Exercise >>
Where the string "LiteracyPolicy" appears in a line of the data, show that line.

____________

//! Command implementations for the census CLI.
//!
//! Provides subcommands for listing provinces, rendering dashboard chart
//! views, and summarizing provinces from a merged census CSV.

use std::fs::File;
use std::io::{self, Write};
use std::path::{Path, PathBuf};

use anyhow::Context;
use census_core::Dataset;
use census_data::metrics::LiteracyPolicy;
use census_data::ranking::DEFAULT_TOP_N;
use census_data::views::ChartKey;
use clap::{Subcommand, ValueEnum};

pub mod summary;
pub mod views;

/// Literacy source selectable from the command line.
#[derive(Debug, Clone, Copy, PartialEq, Eq, ValueEnum)]
pub enum LiteracyArg {
    /// Reported column when present, otherwise the schools-per-capita proxy
    Auto,
    /// Reported literacy_rate column only
    Reported,
    /// Always the schools-per-capita proxy
    Proxy,
}

impl From<LiteracyArg> for LiteracyPolicy {
    fn from(arg: LiteracyArg) -> Self {
        match arg {
            LiteracyArg::Auto => LiteracyPolicy::Auto,
            LiteracyArg::Reported => LiteracyPolicy::Reported,
            LiteracyArg::Proxy => LiteracyPolicy::SchoolsPerCapitaProxy,
        }
    }
}

#[derive(Debug, Clone, Copy, PartialEq, Eq, ValueEnum)]
pub enum OutputFormat {
    Json,
    Table,
}

fn parse_top_n(s: &str) -> Result<usize, String> {
    match s.parse::<usize>() {
        Ok(0) => Err("top-n must be at least 1".to_string()),
        Ok(n) => Ok(n),
        Err(e) => Err(e.to_string()),
    }
}

#[derive(Debug, Subcommand)]
pub enum Command {
    /// List provinces in dataset order with their district counts
    Provinces {
        /// Path to the merged census CSV (optionally .gz)
        #[arg(short = 'd', long, env = "CENSUS_DATA")]
        data: PathBuf,
    },

    /// Render dashboard chart views for a province
    Views {
        /// Path to the merged census CSV (optionally .gz)
        #[arg(short = 'd', long, env = "CENSUS_DATA")]
        data: PathBuf,

        /// Province to select (defaults to the first province in the data)
        #[arg(short = 'p', long)]
        province: Option<String>,

        /// Only render these charts (repeatable or comma separated)
        #[arg(short = 'c', long = "chart", value_delimiter = ',')]
        charts: Vec<ChartKey>,

        /// Rows per ranked chart
        #[arg(short = 'n', long, default_value_t = DEFAULT_TOP_N, value_parser = parse_top_n)]
        top_n: usize,

        /// Literacy source for literacy charts
        #[arg(long, value_enum, default_value_t = LiteracyArg::Auto)]
        literacy: LiteracyArg,

        /// Apply the province filter to every chart, not just growth
        #[arg(long)]
        regional: bool,

        #[arg(short = 'f', long, value_enum, default_value_t = OutputFormat::Json)]
        format: OutputFormat,

        /// Write to this file instead of stdout
        #[arg(short = 'o', long)]
        output: Option<PathBuf>,
    },

    /// Per-province totals and ratios as CSV
    Summary {
        /// Path to the merged census CSV (optionally .gz)
        #[arg(short = 'd', long, env = "CENSUS_DATA")]
        data: PathBuf,

        /// Write to this file instead of stdout
        #[arg(short = 'o', long)]
        output: Option<PathBuf>,
    },
}

/// Load the census dataset, naming the file in any error.
pub fn load_dataset(path: &Path) -> anyhow::Result<Dataset> {
    Dataset::from_path(path)
        .with_context(|| format!("Failed to load census data from {}", path.display()))
}

/// Open the output destination: a file when given, stdout otherwise.
pub fn open_output(path: Option<&Path>) -> anyhow::Result<Box<dyn Write>> {
    match path {
        Some(p) => {
            let file = File::create(p)
                .with_context(|| format!("Failed to create output file {}", p.display()))?;
            Ok(Box::new(io::BufWriter::new(file)))
        }
        None => Ok(Box::new(io::stdout().lock())),
    }
}

pub fn run(command: Command) -> anyhow::Result<()> {
    match command {
        Command::Provinces { data } => summary::run_provinces(&data),
        Command::Views {
            data,
            province,
            charts,
            top_n,
            literacy,
            regional,
            format,
            output,
        } => {
            let options = views::ViewsOptions {
                province,
                charts,
                top_n,
                literacy: literacy.into(),
                regional,
                format,
            };
            views::run_views(&data, &options, output.as_deref())
        }
        Command::Summary { data, output } => summary::run_summary(&data, output.as_deref()),
    }
}

#[cfg(test)]
mod tests {
    use super::*;
    use clap::Parser;

    #[derive(Parser)]
    struct TestCli {
        #[command(subcommand)]
        command: Command,
    }

    #[test]
    fn parse_views_defaults() {
        let cli = TestCli::try_parse_from(["census", "views", "--data", "merged.csv"]).unwrap();
        match cli.command {
            Command::Views {
                data,
                province,
                charts,
                top_n,
                literacy,
                regional,
                format,
                output,
            } => {
                assert_eq!(data, PathBuf::from("merged.csv"));
                assert_eq!(province, None);
                assert!(charts.is_empty());
                assert_eq!(top_n, 10);
                assert_eq!(literacy, LiteracyArg::Auto);
                assert!(!regional);
                assert_eq!(format, OutputFormat::Json);
                assert_eq!(output, None);
            }
            other => panic!("unexpected command: {other:?}"),
        }
    }

    #[test]
    fn parse_views_chart_list() {
        let cli = TestCli::try_parse_from([
            "census",
            "views",
            "-d",
            "merged.csv",
            "--chart",
            "growth,density",
            "-c",
            "male_skewed",
            "--literacy",
            "proxy",
            "--format",
            "table",
        ])
        .unwrap();
        let Command::Views {
            charts,
            literacy,
            format,
            ..
        } = cli.command
        else {
            panic!("expected views command");
        };
        assert_eq!(
            charts,
            vec![ChartKey::Growth, ChartKey::Density, ChartKey::MaleSkewed]
        );
        assert_eq!(LiteracyPolicy::from(literacy), LiteracyPolicy::SchoolsPerCapitaProxy);
        assert_eq!(format, OutputFormat::Table);
    }

    #[test]
    fn parse_rejects_unknown_chart_and_zero_top_n() {
        assert!(TestCli::try_parse_from(["census", "views", "-d", "x.csv", "-c", "pie"]).is_err());
        assert!(TestCli::try_parse_from(["census", "views", "-d", "x.csv", "-n", "0"]).is_err());
    }

    #[test]
    fn load_dataset_names_missing_file() {
        let err = load_dataset(Path::new("/nonexistent/merged.csv")).unwrap_err();
        assert!(err.to_string().contains("/nonexistent/merged.csv"));
    }
}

____________

Solution for this task >>
use census_data::metrics::LiteracyPolicy;
impl From<LiteracyArg> for LiteracyPolicy {
            LiteracyArg::Auto => LiteracyPolicy::Auto,
            LiteracyArg::Reported => LiteracyPolicy::Reported,
            LiteracyArg::Proxy => LiteracyPolicy::SchoolsPerCapitaProxy,
        assert_eq!(LiteracyPolicy::from(literacy), LiteracyPolicy::SchoolsPerCapitaProxy);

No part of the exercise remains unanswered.